The basic revisions that should be made by the agent are those drawn from the preconditions and effects of the act. If an act was observed, then it must have been the case that its preconditions held, and it must be the case that its effects now hold. Therefore the preconditions must be added to the observers beliefs, followed by the addition of the effects. The order is important since effects can undo preconditions. The decomposition rule that the agent used to choose the act should also be added as a capability belief, but since there may be many suitable rules, it is not clear at the moment how to do this. Grammar induction techniques might be useful for this problem. The preconditions and effects of physical acts are added to the belief model at all levels, but for acts whose preconditions refer to the beliefs of the actor, only the level of the acting agent, to avoid having to resolve conflicts between the agents' beliefs. For example the physical act of handing a ticket has an unquestionable effect of giving possession of the ticket to the receiver, but the spoken act of claiming that a ticket is available has a precondition that refers to the beliefs of the speaker and so should be updated only at level 2 of the hearer's belief model. An assumption of full observability of all actions by both of the agents is made. This ensures that any revisions of beliefs that are made as a consequence of these actions are mutual. Therefore each proposition is adopted as a mutual alternating belief. For example, if the user executes an act with a belief precondition, levels 2, 4, 6, 8 and so on are updated in the system's belief model. As a result of this lazy approach to belief revision, the system cannot cope with misconception dialogues [48] in which the agent must revise its own beliefs. For example, an agent may attempt a plan with a failed belief precondition. This should prompt the hearer to attempt to convince the speaker that the believed proposition does not hold. As a result, the speaker could try an alternative plan that is enabled by the revised base beliefs.
As an example of belief revision, consider the question and answer pair used in section 3.4.4. In executing this dialogue, the agent should respond to the user's answer by updating the belief model at levels 2, 4, 6 and so on.

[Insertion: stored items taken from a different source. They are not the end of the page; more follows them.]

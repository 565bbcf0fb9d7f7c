//! SQLite storage backend for LogSync.
//!
//! Persists sync cursors to a single SQLite file, one row per engine ID.
//! Uses `sqlx` with WAL mode for concurrent read performance.
//!
//! # Usage
//! ```rust,no_run
//! use logsync_storage::sqlite::SqliteStore;
//!
//! # async fn example() -> Result<(), Box<dyn std::error::Error>> {
//! // File-backed (persistent)
//! let store = SqliteStore::open("./logsync.db").await?;
//!
//! // In-memory (tests / ephemeral)
//! let store = SqliteStore::in_memory().await?;
//! # Ok(())
//! # }
//! ```

use async_trait::async_trait;
use sqlx::{Row, SqlitePool};
use tracing::debug;

use logsync_core::cursor::Cursor;
use logsync_core::error::SyncError;
use logsync_core::state::SyncStateStore;

/// SQLite-backed cursor store.
pub struct SqliteStore {
    pool: SqlitePool,
}

impl SqliteStore {
    /// Open (or create) a SQLite database at `path`.
    ///
    /// The path may be a plain file path (`"./logsync.db"`) or a full
    /// SQLite URL (`"sqlite:./logsync.db?mode=rwc"`).
    pub async fn open(path: &str) -> Result<Self, SyncError> {
        let url = if path.starts_with("sqlite:") {
            path.to_string()
        } else {
            format!("sqlite:{path}?mode=rwc")
        };

        let pool = SqlitePool::connect(&url)
            .await
            .map_err(|e| SyncError::Store(e.to_string()))?;

        let store = Self { pool };
        store.init_schema().await?;
        Ok(store)
    }

    /// Open an in-memory SQLite database.
    ///
    /// All data is lost when the pool is dropped. Ideal for tests.
    pub async fn in_memory() -> Result<Self, SyncError> {
        let pool = SqlitePool::connect("sqlite::memory:")
            .await
            .map_err(|e| SyncError::Store(e.to_string()))?;

        let store = Self { pool };
        store.init_schema().await?;
        Ok(store)
    }

    /// Create the sync_state table and enable WAL mode.
    async fn init_schema(&self) -> Result<(), SyncError> {
        sqlx::query("PRAGMA journal_mode=WAL;")
            .execute(&self.pool)
            .await
            .map_err(|e| SyncError::Store(e.to_string()))?;

        sqlx::query(
            "CREATE TABLE IF NOT EXISTS sync_state (
                engine_id    TEXT    PRIMARY KEY,
                block        INTEGER NOT NULL,
                log_position INTEGER NOT NULL,
                updated_at   INTEGER NOT NULL
            );",
        )
        .execute(&self.pool)
        .await
        .map_err(|e| SyncError::Store(e.to_string()))?;

        Ok(())
    }
}

#[async_trait]
impl SyncStateStore for SqliteStore {
    async fn load(&self, engine_id: &str) -> Result<Option<Cursor>, SyncError> {
        let row = sqlx::query(
            "SELECT block, log_position FROM sync_state WHERE engine_id = ?",
        )
        .bind(engine_id)
        .fetch_optional(&self.pool)
        .await
        .map_err(|e| SyncError::Store(e.to_string()))?;

        // The drained sentinel (u64::MAX) is stored as -1 through the i64
        // bit cast; the reverse cast restores it.
        Ok(row.map(|r| Cursor {
            block: r.get::<i64, _>("block") as u64,
            log_position: r.get::<i64, _>("log_position") as u64,
        }))
    }

    async fn save(&self, engine_id: &str, cursor: &Cursor) -> Result<(), SyncError> {
        sqlx::query(
            "INSERT OR REPLACE INTO sync_state (engine_id, block, log_position, updated_at)
             VALUES (?, ?, ?, ?)",
        )
        .bind(engine_id)
        .bind(cursor.block as i64)
        .bind(cursor.log_position as i64)
        .bind(chrono::Utc::now().timestamp())
        .execute(&self.pool)
        .await
        .map_err(|e| SyncError::Store(e.to_string()))?;

        debug!(
            engine_id,
            block = cursor.block,
            position = cursor.log_position,
            "Cursor saved"
        );
        Ok(())
    }

    async fn delete(&self, engine_id: &str) -> Result<(), SyncError> {
        sqlx::query("DELETE FROM sync_state WHERE engine_id = ?")
            .bind(engine_id)
            .execute(&self.pool)
            .await
            .map_err(|e| SyncError::Store(e.to_string()))?;

        Ok(())
    }
}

As well as revising beliefs, the system should revise the intention rules. Each rule specifies a probability distribution of parent intentions for a plan tree, which should be updated from frequency counts in the dialogue data. This is not done by inference of preconditions or effects, but rather by counting the occurrence of acts in the plan tree. One difficulty with doing this is that there could be several candidate plans that explain an act sequence. If the probability of each plan can be obtained, an appropriate distribution of probability mass could be given to the parents in the intention rule. This probability might be found by checking for occurrences of each plan over all outcomes in the game tree. Due to the difficulty of implementing this, the revision of intention rules is left to future work. For the moment, the first parse is taken, and every parent in the parse tree is counted in updating the intention rules.